## Work request
Check each line of the records below and collect those that include the word "host".
── Input data
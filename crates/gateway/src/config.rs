//! Gateway configuration.

use std::env;

/// Gateway configuration.
#[derive(Debug, Clone)]
pub struct GatewayConfig {
    /// Server host
    pub host: String,
    /// Server port
    pub port: u16,
    /// Bearer token accepted by the auth middleware (None rejects every request)
    pub api_token: Option<String>,
}

impl GatewayConfig {
    /// Load configuration from environment variables.
    pub fn from_env() -> Self {
        Self {
            host: env::var("GATEWAY_HOST")
                .unwrap_or_else(|_| "0.0.0.0".to_string()),
            port: env::var("GATEWAY_PORT")
                .ok()
                .and_then(|p| p.parse().ok())
                .unwrap_or(3000),
            api_token: env::var("API_TOKEN").ok().filter(|t| !t.is_empty()),
        }
    }
}

impl Default for GatewayConfig {
    fn default() -> Self {
        Self {
            host: "0.0.0.0".to_string(),
            port: 3000,
            api_token: None,
        }
    }
}
//! Middleware for request authorization.

mod auth;

pub use auth::auth_middleware;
────
## Output below
    /// Server host
    pub host: String,
            host: env::var("GATEWAY_HOST")
            host: "0.0.0.0".to_string(),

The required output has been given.